0

in python i'm reading an html page content which contains a lot of stuff. To do this i read the webpage as string by this way:

url = 'https://myurl.com/'
reqq = req.Request(url, headers={'User-Agent': 'Mozilla/5.0'})
reddit_file = req.urlopen(reqq)
reddit_data = reddit_file.read().decode('utf-8')

if i print the reddit_data i can see correctly the whole html contents. Now, inside it there's a structure like json that i would like to read and extract some fields from that.

Below the structure:

"dealDetails" : {
      "f240141a" : {
         "egressUrl" : "https://ccc.com",
         "title" : "ZZZ",
         "type" : "ghi",
      },
      "5f9ab246" : {
         "egressUrl" : "https://www.bbb.com/",
         "title" : "YYY",
         "type" : "def",
      },
      "2bf6723b" : {
         "egressUrl" : "https://www.aaa.com//",
         "title" : "XXX",
         "type" : "abc",
      },
}

What i want to do is: find the dealDetails field and then for each f240141a 5f9ab246 2bf6723b get the egressURL, title and type values.

Thanks

1
  • Can you post the full script tag? Commented Oct 15, 2019 at 7:41

2 Answers 2

3

Try this,

[nested_dict['egressUrl'] for nested_dict in reddit_data['dealDetails'].keys()]

To access the values of JSON, you can consider as dictionary and use the same syntax to access values as well.

Edit-1:

Make sure your type of reddit_data is a dictionary.

if type(reddit_data) is str.

You need to do..

import ast
reddit_data = ast.literal_eval(reddit_data)

OR

import json
reddit_data = json.loads(reddit_data)
Sign up to request clarification or add additional context in comments.

2 Comments

i tried your suggestion but i get this error: [nested_dict['egressUrl'] for nested_dict in reddit_data['dealDetails'].keys()] TypeError: string indices must be integers
@xXJohnRamboXx Read your json data using json.loads(your json data) or ast.literal_eval(your json data)
0
  • If you just wanted to know how to access the egressURL, title and the type.
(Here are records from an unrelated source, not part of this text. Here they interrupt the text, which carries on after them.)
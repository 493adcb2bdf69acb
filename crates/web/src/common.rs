use axum::{
    extract::{OriginalUri, Query, Request},
    http::{Method, StatusCode},
    response::IntoResponse,
    routing::MethodFilter,
    Json,
};
use directions::DirectionsError;
use model::{route::RoutePathError, ExampleData};
use schemars::{schema_for, schema_for_value, JsonSchema};
use serde::{Deserialize, Serialize};

use crate::hateoas;

pub type RouteResult<O> = Result<O, RouteErrorResponse>;
pub type HateoasResult<O> = RouteResult<Json<hateoas::Response<O>>>;

/// A `MethodFilter` that matches all http methods.
pub(crate) const METHOD_FILTER_ALL: MethodFilter = MethodFilter::GET
    .or(MethodFilter::POST)
    .or(MethodFilter::PATCH)
    .or(MethodFilter::PUT)
    .or(MethodFilter::DELETE);

#[derive(Debug, Clone, Serialize, Deserialize)]
#[serde(rename_all = "camelCase")]
pub struct VecResponse<T> {
    pub data: Vec<T>,
    pub total_items: usize,
}

impl<T> VecResponse<T> {
    pub fn new(data: Vec<T>) -> Self {
        Self {
            total_items: data.len(),
            data,
        }
    }

    pub fn hateoas(self) -> hateoas::Response<Self> {
        hateoas::Response::new(self)
    }
}

// - Services returning commonly used responses -

#[derive(Debug, Deserialize)]
#[serde(rename_all = "camelCase")]
pub(crate) struct SchemaParams {
    #[serde(default = "Default::default")]
    example_data: bool,
}

pub(crate) async fn schema<T: ExampleData + JsonSchema + Serialize>(
    Query(params): Query<SchemaParams>,
) -> impl IntoResponse {
    if params.example_data {
        Json(schema_for_value!(T::example_data()))
    } else {
        Json(schema_for!(T))
    }
}

pub(crate) async fn route_not_found(
    OriginalUri(original_uri): OriginalUri,
    req: Request,
) -> impl IntoResponse {
    RouteErrorResponse::not_found(req.method(), original_uri.path())
}

// - Commonly used responeses -

#[derive(Debug, Clone, Serialize, Deserialize)]
#[serde(rename_all = "camelCase")]
pub struct RouteErrorResponse {
    #[serde(skip)]
    pub status_code: StatusCode,

    #[serde(rename = "error", skip_serializing_if = "Option::is_none")]
    pub message: Option<String>,

    /// Machine readable failure class.
    #[serde(skip_serializing_if = "Option::is_none")]
    pub kind: Option<String>,

    #[serde(skip_serializing_if = "Option::is_none")]
    pub http_method: Option<String>,

    #[serde(skip_serializing_if = "Option::is_none")]
    pub requested_uri: Option<String>,

    #[serde(skip_serializing_if = "Option::is_none")]
    pub detailed_information: Option<String>,
}

impl RouteErrorResponse {
    pub fn new(status_code: StatusCode) -> Self {
        Self {
            status_code,
            message: None,
            kind: None,
            http_method: None,
            requested_uri: None,
            detailed_information: None,
        }
    }

    pub fn not_found(method: &Method, uri: impl Into<String>) -> Self {
        Self::new(StatusCode::NOT_FOUND)
            .with_method(method)
            .with_uri(uri)
            .with_default_message()
    }

    pub fn with_method(mut self, method: &Method) -> Self {
        self.http_method = Some(method.to_string());
        self
    }

    pub fn with_uri(mut self, uri: impl Into<String>) -> Self {
        self.requested_uri = Some(uri.into());
        self
    }

    pub fn with_message(mut self, message: impl Into<String>) -> Self {
        self.message = Some(message.into());
        self
    }

    pub fn with_kind(mut self, kind: impl Into<String>) -> Self {
        self.kind = Some(kind.into());
        self
    }

    pub fn with_default_message(self) -> Self {
        let message = self
            .status_code
            .canonical_reason()
            .unwrap_or("i dunno what happened here :/");
        self.with_message(message)
    }

    pub fn with_detailed_information(mut self, message: impl Into<String>) -> Self {
        self.detailed_information = Some(message.into());
        self
    }
}

impl From<DirectionsError> for RouteErrorResponse {
    fn from(value: DirectionsError) -> Self {
        let status_code = match value {
            DirectionsError::Input(_) => StatusCode::BAD_REQUEST,
            DirectionsError::MissingConfiguration => StatusCode::INTERNAL_SERVER_ERROR,
            DirectionsError::Provider { .. } => StatusCode::BAD_GATEWAY,
            DirectionsError::Transport => StatusCode::SERVICE_UNAVAILABLE,
        };
        let response = Self::new(status_code)
            .with_message(value.to_string())
            .with_kind(value.kind());
        match value {
            DirectionsError::Provider { status, .. } => {
                response.with_detailed_information(format!("provider status {}", status))
            }
            _ => response,
        }
    }
}

/// A polyline that does not decode means the provider sent something we
/// can't use; the client sees the same failure as a broken connection.
impl From<RoutePathError> for RouteErrorResponse {
    fn from(value: RoutePathError) -> Self {
        log::error!("Provider route could not be decoded: {}", value);
        Self::from(DirectionsError::Transport)
    }
}

impl IntoResponse for RouteErrorResponse {
    fn into_response(self) -> axum::response::Response {
        (self.status_code, Json(self)).into_response()
    }
}
use chrono::NaiveDate;
use model::{
    coordinate::Coordinate,
    person::{parse_record_date, Person},
};
use serde::Deserialize;
use serde_json::Value;
use utility::serde::lenient::string_or_number;

/// A grave as the content store delivers it. Every field is optional and may
/// be a string or a number; nothing here has been validated.
#[derive(Debug, Clone, Default, Deserialize)]
pub struct RawGrave {
    #[serde(rename = "_id", alias = "id", default, deserialize_with = "string_or_number")]
    pub id: Option<String>,
    #[serde(default, deserialize_with = "string_or_number")]
    pub name: Option<String>,
    #[serde(default, deserialize_with = "string_or_number")]
    pub nickname: Option<String>,
    #[serde(default)]
    pub image: Option<Value>,
    #[serde(default, deserialize_with = "string_or_number")]
    pub lat: Option<String>,
    #[serde(default, deserialize_with = "string_or_number")]
    pub lng: Option<String>,
    #[serde(default, deserialize_with = "string_or_number")]
    pub googlemapurl: Option<String>,
    #[serde(default, deserialize_with = "string_or_number")]
    pub town: Option<String>,
    #[serde(default, deserialize_with = "string_or_number")]
    pub deathdate: Option<String>,
    #[serde(default, deserialize_with = "string_or_number")]
    pub dob: Option<String>,
    #[serde(default, deserialize_with = "string_or_number")]
    pub age: Option<String>,
    #[serde(default, deserialize_with = "string_or_number")]
    pub misc: Option<String>,
}

/// Sanity image fields are objects pointing at an asset; older documents
/// carry a plain URL.
fn image_reference(image: &Value) -> Option<String> {
    match image {
        Value::String(url) if !url.trim().is_empty() => Some(url.trim().to_owned()),
        Value::Object(fields) => fields
            .get("asset")
            .and_then(|asset| asset.get("_ref").or_else(|| asset.get("url")))
            .and_then(Value::as_str)
            .map(str::to_owned),
        _ => None,
    }
}

fn record_date(field: &str, value: Option<&str>, name: &str) -> Option<NaiveDate> {
    let text = value?;
    let date = parse_record_date(text);
    if date.is_none() {
        log::warn!("Ignoring unreadable {} '{}' of '{}'.", field, text, name);
    }
    date
}

fn location(raw: &RawGrave, name: &str) -> Option<Coordinate> {
    match (raw.lat.as_deref(), raw.lng.as_deref()) {
        (Some(lat), Some(lng)) => {
            let coordinate = Coordinate::parse(lat, lng);
            if coordinate.is_none() {
                log::warn!(
                    "'{}' has an unusable location ({}, {}), treating it as unknown.",
                    name,
                    lat,
                    lng
                );
            }
            coordinate
        }
        _ => None,
    }
}

/// Turns an upstream record into a `Person`. `position` is the 1-based
/// position in the upstream list and stands in for a missing id. Records
/// without a name can't be searched for and are dropped.
pub fn ingest(raw: RawGrave, position: usize) -> Option<Person> {
    let Some(name) = raw.name.clone() else {
        log::warn!("Dropping record at position {} without a name.", position);
        return None;
    };
    let id = raw.id.clone().unwrap_or_else(|| position.to_string());

    let mut person = Person::new(id, name);
    person.coordinate = location(&raw, &person.name);
    person.dob = record_date("date of birth", raw.dob.as_deref(), &person.name);
    person.deathdate = record_date("date of death", raw.deathdate.as_deref(), &person.name);
    person.recorded_age = raw.age.as_deref().and_then(|age| age.parse().ok());
    person.image = raw.image.as_ref().and_then(image_reference);
    person.nickname = raw.nickname;
    person.google_map_url = raw.googlemapurl;
    person.town = raw.town;
    person.note = raw.misc;
    Some(person)
}

pub fn ingest_all(raws: Vec<RawGrave>) -> Vec<Person> {
    raws.into_iter()
        .enumerate()
        .filter_map(|(index, raw)| ingest(raw, index + 1))
        .collect()
}
pub mod geo;
pub mod id;
pub mod polyline;
pub mod serde;
pub mod slug;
You might just wanna read the answer below! Be careful however, cause the following code won't work unless you converted your HTML file reddit_data in something like a dictionary ( Modified shaik moeed's answer a tiny bit to also return title and type) :
[(i['egressUrl'], i['title'], i['type']) for i in reddit_data['dealDetails'].keys()]
  • However, If I got it right, the part you're missing is the conversion from HTML to a JSON friendly file. What I personally use, even though it's quite unpopular, is the eval function
dictionary = eval(reddit_data)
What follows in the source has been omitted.